Probabilistic earthquake forecasts can be used to estimate the chance of future earthquake hazards, or to model important risk quantities including the number of fatalities, damaged elements of infrastructure or economic losses. The Collaboratory for the Study of Earthquake Predictability (CSEP) is a global community initiative seeking to make research on earthquake forecasting more open and rigorous, pursuing these ends by comparing different forecasts in a competitive setting and basing judgements of accuracy and usefulness on objective grounds. The CSEP aims to compare the predictive performance of diverse earthquake forecasts generated using underlying physical, stochastic or hybrid models and using a variety of input data including past seismicity, deformation rates and fault maps.
A key notion in this context is the concept of “proper scoring rules” – rules for ranking forecasts which give the highest score, on average, to the forecasting model that is “closer” to the actual statistical distribution which generates the observations. In a recent paper, LML Fellow Maximilian Werner and colleagues examine why is it crucial for a scoring rule to be proper and, also, what the consequences are of using an improper one.

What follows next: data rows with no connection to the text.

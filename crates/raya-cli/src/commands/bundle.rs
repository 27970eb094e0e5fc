//! `raya bundle` — Compile Raya source to native AOT bundle.
//!
//! Requires the `aot` feature flag. Build with:
//! ```sh
//! cargo build -p raya-cli --features aot
//! ```
//!
//! Pipeline:
//! 1. Compile source to bytecode Module
//! 2. Lift bytecode functions to AOT-compilable form
//! 3. Compile through Cranelift to native machine code
//! 4. Write bundle format: [code section][func table][VFS][trailer]

// When AOT feature is not available, provide a stub that prints an error.
#[cfg(not(feature = "aot"))]
pub fn execute(
    _file: String,
    _output: String,
    _target: String,
    _release: bool,
    _strip: bool,
    _compress: bool,
    _no_runtime: bool,
) -> anyhow::Result<()> {
    anyhow::bail!(
        "The `bundle` command requires AOT compilation support.\n\
         Rebuild with: cargo build -p raya-cli --features aot"
    );
}

#[cfg(feature = "aot")]
pub fn execute(
    file: String,
    output: String,
    target: String,
    release: bool,
    strip: bool,
    compress: bool,
    no_runtime: bool,
) -> anyhow::Result<()> {
    aot_impl::execute_bundle(file, output, target, release, strip, compress, no_runtime)
}

#[cfg(feature = "aot")]
mod aot_impl {
    use std::io::Write;
    use std::path::{Path, PathBuf};

    use raya_engine::aot::bytecode_adapter::LiftedFunction;
    use raya_engine::aot::codegen::{compile_functions, create_native_isa, CompilableFunction};
    use raya_engine::aot::traits::AotCompilable;
    use raya_runtime::bundle::format::{
        AotTrailer, BundledFuncEntry, TRAILER_MAGIC, TRAILER_SIZE, write_vfs_section,
    };
    use raya_runtime::Runtime;

    pub fn execute_bundle(
        file: String,
        output: String,
        target: String,
        release: bool,
        strip: bool,
        compress: bool,
        no_runtime: bool,
    ) -> anyhow::Result<()> {
        let _ = (strip, compress, no_runtime); // TODO: wire these flags

        if target != "native" {
            anyhow::bail!(
                "Cross-compilation is not yet supported. Only --target native is available."
            );
        }

        let src_path = PathBuf::from(&file);
        if !src_path.exists() {
            anyhow::bail!("Source file not found: {}", file);
        }

        // Determine output path
        let out_path = if output.is_empty() {
            let stem = src_path.file_stem().unwrap_or_default().to_string_lossy();
            PathBuf::from(format!("{}.bundle", stem))
        } else {
            PathBuf::from(&output)
        };

        println!("Compiling {} to native bundle...", src_path.display());

        // Step 1: Compile source to bytecode
        let rt = Runtime::new();
        let is_bytecode = src_path.extension().and_then(|e| e.to_str()) == Some("ryb");

        let compiled = if is_bytecode {
            rt.load_bytecode(&src_path)
                .map_err(|e| anyhow::anyhow!("Failed to load bytecode: {}", e))?
        } else {
            rt.compile_file(&src_path)
                .map_err(|e| anyhow::anyhow!("Failed to compile: {}", e))?
        };

        let module = compiled.module();
        let func_count = module.functions.len();
        println!("  Compiled {} function(s) to bytecode", func_count);

        if func_count == 0 {
            anyhow::bail!("No functions found in module. Nothing to bundle.");
        }

        // Step 2: Lift bytecode functions to AOT-compilable form
        let lifted: Vec<LiftedFunction> = module
            .functions
            .iter()
            .enumerate()
            .map(|(i, f)| LiftedFunction {
                func_index: i as u32,
                param_count: f.param_count as u32,
                local_count: f.local_count as u32,
                name: Some(f.name.clone()),
            })
            .collect();

        let compilables: Vec<CompilableFunction<'_>> = lifted
            .iter()
            .enumerate()
            .map(|(i, lf)| CompilableFunction {
                func: lf as &dyn AotCompilable,
                module_index: 0,
                func_index: i as u16,
            })
            .collect();

        // Step 3: Compile to native machine code via Cranelift
        println!(
            "  Compiling {} function(s) to native code...",
            compilables.len()
        );
        let isa = create_native_isa()
            .map_err(|e| anyhow::anyhow!("Failed to create native ISA: {}", e))?;

        let aot_bundle = compile_functions(&compilables, isa)
            .map_err(|e| anyhow::anyhow!("AOT compilation failed: {}", e))?;

        println!(
            "  Generated {} bytes of machine code ({} function(s))",
            aot_bundle.code_size(),
            aot_bundle.function_count()
        );

        // Step 4: Collect VFS files (embed bytecode for fallback)
        let mut vfs_files: Vec<(String, Vec<u8>)> = Vec::new();

        // Embed the bytecode module for runtime fallback
        let bytecode = compiled.encode();
        let module_name = module.metadata.name.clone();
        let vfs_name = if module_name.is_empty() {
            "main.ryb".to_string()
        } else {
            format!("{}.ryb", module_name)
        };
        vfs_files.push((vfs_name, bytecode));

        // Step 5: Write the bundle file
        write_bundle_file(&out_path, &aot_bundle, &vfs_files, release)?;

        let file_size = std::fs::metadata(&out_path)?.len();
        println!(
            "  Bundle written to {} ({} bytes)",
            out_path.display(),
            file_size
        );

        Ok(())
    }

    /// Write the AOT bundle to a file.
    ///
    /// Layout:
    /// ```text
    /// [Code Section]      — raw machine code blob
    /// [Function Table]    — array of BundledFuncEntry
    /// [VFS Section]       — embedded files
    /// [Trailer]           — fixed-size metadata at end
    /// ```
    fn write_bundle_file(
        path: &Path,
        bundle: &raya_engine::aot::codegen::AotBundle,
        vfs_files: &[(String, Vec<u8>)],
        _release: bool,
    ) -> anyhow::Result<()> {
        if let Some(parent) = path.parent() {
            if !parent.as_os_str().is_empty() {
                std::fs::create_dir_all(parent)?;
            }
        }

        let mut file = std::fs::File::create(path)?;
        let payload_offset = 0u64; // Standalone bundle (no base binary)

        // 1. Write code section
        let code_offset = 0u64;
        file.write_all(&bundle.code)?;
        let code_size = bundle.code.len() as u64;

        // 2. Write function table
        let func_table_offset = code_offset + code_size;
        let func_table_count = bundle.func_table.len() as u32;

        for entry in &bundle.func_table {
            let bundled = BundledFuncEntry {
                global_func_id: entry.global_func_id.0,
                code_offset: entry.code_offset,
                code_size: entry.code_size,
                local_count: entry.local_count,
                param_count: entry.param_count,
            };
            file.write_all(&bundled.to_bytes())?;
        }

        // 3. Write VFS section
        let vfs_offset = func_table_offset
            + (func_table_count as u64) * std::mem::size_of::<BundledFuncEntry>() as u64;
        let vfs_size = write_vfs_section(&mut file, vfs_files)?;

        // 4. Compute checksum (FNV-1a hash of code section)
        let checksum = compute_checksum(&bundle.code);

        // 5. Write trailer
        let trailer = AotTrailer {
            magic: TRAILER_MAGIC,
            code_offset,
            code_size,
            func_table_offset,
            func_table_count,
            vfs_offset,
            vfs_size,
            target_triple: AotTrailer::encode_target_triple(&bundle.target_triple),
            checksum,
            trailer_size: TRAILER_SIZE as u32,
            payload_offset,
        };
        trailer.write_to(&mut file)?;

        file.flush()?;
        Ok(())
    }

    /// Simple checksum: FNV-1a hash of the data, truncated to u32.
    fn compute_checksum(data: &[u8]) -> u32 {
        let mut hash: u32 = 0x811c_9dc5;
        for &byte in data {
            hash ^= byte as u32;
            hash = hash.wrapping_mul(0x0100_0193);
        }
        hash
    }
}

To fairly compare the performance of the scores in a realistic framework, they use simulated data from a known model and compare it with alternative models. In doing this, it is crucial to account for the uncertainty in the observed score difference. In fact, as they show, the “properness” of a rule ensures that, at least on average, the rule provides the correct ranking. However, the score calculated from any finite set of observations could still be far from its average and this uncertainty needs to be accounted for. In the paper, Werner and colleagues show how to express a preference towards a model using confidence intervals for the expected score difference. Importantly, this method introduces the possibility of not expressing a preference. Such an outcome is potentially useful, the authors argue, because it indicates that, for a scoring rule, the forecasts could have similar performances, or the data may not be sufficient to distinguish between the models. This analysis offers scientists a stronger basis for evaluating the scientific hypotheses and models underlying the forecasts, and provides decision-makers with a more robust model ranking for hazard and risk applications.